DATA TO EXAMINE Block Start
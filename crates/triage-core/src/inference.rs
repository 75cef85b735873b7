//! Condition inference from free-form symptoms.
//!
//! Each condition scores the number of its symptoms present in the selection.
//! The highest score wins; on a tie the condition that appears first in the
//! catalog keeps the lead. A best score of zero yields `Undetermined`.

use std::fmt;

use indexmap::IndexSet;
use serde::{Deserialize, Serialize};

use crate::catalog::Catalog;

/// Label used wherever an undetermined inference is displayed.
pub const UNDETERMINED: &str = "Undetermined";

/// Result of matching a symptom selection against the catalog.
#[derive(Debug, Clone, PartialEq, Eq, Serialize, Deserialize)]
#[serde(tag = "type", rename_all = "snake_case")]
pub enum Inference {
    /// A condition shared at least one symptom with the selection.
    Matched {
        condition_id: String,
        match_count: usize,
    },
    /// No condition shared any symptom with the selection.
    Undetermined,
}

impl Inference {
    pub fn condition_id(&self) -> Option<&str> {
        match self {
            Inference::Matched { condition_id, .. } => Some(condition_id),
            Inference::Undetermined => None,
        }
    }

    pub fn is_undetermined(&self) -> bool {
        matches!(self, Inference::Undetermined)
    }

    /// Display name of the inferred condition, or `Undetermined`.
    pub fn display_name<'a>(&'a self, catalog: &'a Catalog) -> &'a str {
        self.condition_id()
            .and_then(|id| catalog.get(id))
            .map(|condition| condition.name.as_str())
            .unwrap_or(UNDETERMINED)
    }
}

impl fmt::Display for Inference {
    fn fmt(&self, f: &mut fmt::Formatter<'_>) -> fmt::Result {
        match self {
            Inference::Matched {
                condition_id,
                match_count,
            } => write!(f, "{condition_id} ({match_count} matching)"),
            Inference::Undetermined => f.write_str(UNDETERMINED),
        }
    }
}

/// Infers the best-matching condition for `selected`.
///
/// Deterministic and total: the same selection always produces the same
/// answer, and an empty or non-overlapping selection is `Undetermined`.
pub fn infer_condition(catalog: &Catalog, selected: &IndexSet<String>) -> Inference {
    let mut best: Option<(&str, usize)> = None;

    for condition in catalog.conditions() {
        let count = condition.match_count(selected);
        let leading = best.map_or(0, |(_, best_count)| best_count);
        // Strictly greater: an equal score never displaces an earlier entry.
        if count > leading {
            best = Some((condition.id.as_str(), count));
        }
    }

    let inference = match best {
        Some((condition_id, match_count)) => Inference::Matched {
            condition_id: condition_id.to_string(),
            match_count,
        },
        None => Inference::Undetermined,
    };

    tracing::info!(
        selected = selected.len(),
        inference = %inference,
        "inferred condition from symptoms"
    );

    inference
}

#[cfg(test)]
mod tests {
    use super::*;
    use crate::catalog::builtin_catalog;

    fn selection(items: &[&str]) -> IndexSet<String> {
        items.iter().map(|s| s.to_string()).collect()
    }

    #[test]
    fn test_picks_condition_with_most_matches() {
        let catalog = builtin_catalog();
        let inferred = infer_condition(
            &catalog,
            &selection(&["Red sores", "Honey-colored crusts", "Painful rash"]),
        );
        assert_eq!(
            inferred,
            Inference::Matched {
                condition_id: "impetigo".to_string(),
                match_count: 2
            }
        );
    }

    #[test]
    fn test_tie_goes_to_first_in_catalog_order() {
        let catalog = builtin_catalog();
        // Blisters is listed by both Shingles and Impetigo; Shingles comes first.
        let inferred = infer_condition(&catalog, &selection(&["Blisters"]));
        assert_eq!(inferred.condition_id(), Some("shingles"));

        // Fever is shared by Sore Throat and Acute Otitis Media.
        let inferred = infer_condition(&catalog, &selection(&["Fever"]));
        assert_eq!(inferred.condition_id(), Some("sore_throat"));
    }

    #[test]
    fn test_no_overlap_is_undetermined() {
        let catalog = builtin_catalog();
        let inferred = infer_condition(&catalog, &selection(&["headache"]));
        assert!(inferred.is_undetermined());
        assert_eq!(inferred.display_name(&catalog), "Undetermined");
        assert_eq!(inferred.to_string(), "Undetermined");
    }

    #[test]
    fn test_empty_selection_is_undetermined() {
        let catalog = builtin_catalog();
        assert_eq!(
            infer_condition(&catalog, &IndexSet::new()),
            Inference::Undetermined
        );
    }

    #[test]
    fn test_matching_is_exact() {
        let catalog = builtin_catalog();
        let inferred = infer_condition(&catalog, &selection(&["blisters"]));
        assert!(inferred.is_undetermined());
    }

    #[test]
    fn test_inference_is_deterministic() {
        let catalog = builtin_catalog();
        let symptoms = selection(&["Fever", "Ear pain", "Swelling"]);
        let first = infer_condition(&catalog, &symptoms);
        for _ in 0..10 {
            assert_eq!(infer_condition(&catalog, &symptoms), first);
        }
        assert_eq!(first.condition_id(), Some("otitis_media"));
        assert_eq!(first.display_name(&catalog), "Acute Otitis Media");
    }
}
DATA TO EXAMINE Block End
ACTIVITY
Every record must be returned exactly.

RESPONSE BOX
filename crates/triage-core/src/inference.rs
repository 75cef85b735873b7
//! Condition inference from free-form symptoms.
//!
//! Each condition scores the number of its symptoms present in the selection.
//! The highest score wins; on a tie the condition that appears first in the
//! catalog keeps the lead. A best score of zero yields `Undetermined`.

use std::fmt;

use indexmap::IndexSet;
use serde::{Deserialize, Serialize};

use crate::catalog::Catalog;

/// Label used wherever an undetermined inference is displayed.
pub const UNDETERMINED: &str = "Undetermined";

/// Result of matching a symptom selection against the catalog.
#[derive(Debug, Clone, PartialEq, Eq, Serialize, Deserialize)]
#[serde(tag = "type", rename_all = "snake_case")]
pub enum Inference {
    /// A condition shared at least one symptom with the selection.
    Matched {
        condition_id: String,
        match_count: usize,
    },
    /// No condition shared any symptom with the selection.
    Undetermined,
}

impl Inference {
    pub fn condition_id(&self) -> Option<&str> {
        match self {
            Inference::Matched { condition_id, .. } => Some(condition_id),
            Inference::Undetermined => None,
        }
    }

    pub fn is_undetermined(&self) -> bool {
        matches!(self, Inference::Undetermined)
    }

    /// Display name of the inferred condition, or `Undetermined`.
    pub fn display_name<'a>(&'a self, catalog: &'a Catalog) -> &'a str {
        self.condition_id()
            .and_then(|id| catalog.get(id))
            .map(|condition| condition.name.as_str())
            .unwrap_or(UNDETERMINED)
    }
}

impl fmt::Display for Inference {
    fn fmt(&self, f: &mut fmt::Formatter<'_>) -> fmt::Result {
        match self {
            Inference::Matched {
                condition_id,
                match_count,
            } => write!(f, "{condition_id} ({match_count} matching)"),
            Inference::Undetermined => f.write_str(UNDETERMINED),
        }
    }
}

/// Infers the best-matching condition for `selected`.
///
/// Deterministic and total: the same selection always produces the same
/// answer, and an empty or non-overlapping selection is `Undetermined`.
pub fn infer_condition(catalog: &Catalog, selected: &IndexSet<String>) -> Inference {
    let mut best: Option<(&str, usize)> = None;

    for condition in catalog.conditions() {
        let count = condition.match_count(selected);
        let leading = best.map_or(0, |(_, best_count)| best_count);
        // Strictly greater: an equal score never displaces an earlier entry.
        if count > leading {
            best = Some((condition.id.as_str(), count));
        }
    }

    let inference = match best {
        Some((condition_id, match_count)) => Inference::Matched {
            condition_id: condition_id.to_string(),
            match_count,
        },
        None => Inference::Undetermined,
    };

    tracing::info!(
        selected = selected.len(),
        inference = %inference,
        "inferred condition from symptoms"
    );

    inference
}

#[cfg(test)]
mod tests {
    use super::*;
    use crate::catalog::builtin_catalog;

    fn selection(items: &[&str]) -> IndexSet<String> {
        items.iter().map(|s| s.to_string()).collect()
    }

    #[test]
    fn test_picks_condition_with_most_matches() {
        let catalog = builtin_catalog();
        let inferred = infer_condition(
            &catalog,
            &selection(&["Red sores", "Honey-colored crusts", "Painful rash"]),
        );
        assert_eq!(
            inferred,
            Inference::Matched {
                condition_id: "impetigo".to_string(),
                match_count: 2
            }
        );
    }

    #[test]
    fn test_tie_goes_to_first_in_catalog_order() {
        let catalog = builtin_catalog();
        // Blisters is listed by both Shingles and Impetigo; Shingles comes first.
        let inferred = infer_condition(&catalog, &selection(&["Blisters"]));
        assert_eq!(inferred.condition_id(), Some("shingles"));

        // Fever is shared by Sore Throat and Acute Otitis Media.
        let inferred = infer_condition(&catalog, &selection(&["Fever"]));
        assert_eq!(inferred.condition_id(), Some("sore_throat"));
    }

    #[test]
    fn test_no_overlap_is_undetermined() {
        let catalog = builtin_catalog();
        let inferred = infer_condition(&catalog, &selection(&["headache"]));
        assert!(inferred.is_undetermined());
        assert_eq!(inferred.display_name(&catalog), "Undetermined");
        assert_eq!(inferred.to_string(), "Undetermined");
    }

    #[test]
    fn test_empty_selection_is_undetermined() {
        let catalog = builtin_catalog();
        assert_eq!(
            infer_condition(&catalog, &IndexSet::new()),
            Inference::Undetermined
        );
    }

    #[test]
    fn test_matching_is_exact() {
        let catalog = builtin_catalog();
        let inferred = infer_condition(&catalog, &selection(&["blisters"]));
        assert!(inferred.is_undetermined());
    }

    #[test]
    fn test_inference_is_deterministic() {
        let catalog = builtin_catalog();
        let symptoms = selection(&["Fever", "Ear pain", "Swelling"]);
        let first = infer_condition(&catalog, &symptoms);
        for _ in 0..10 {
            assert_eq!(infer_condition(&catalog, &symptoms), first);
        }
        assert_eq!(first.condition_id(), Some("otitis_media"));
        assert_eq!(first.display_name(&catalog), "Acute Otitis Media");
    }
}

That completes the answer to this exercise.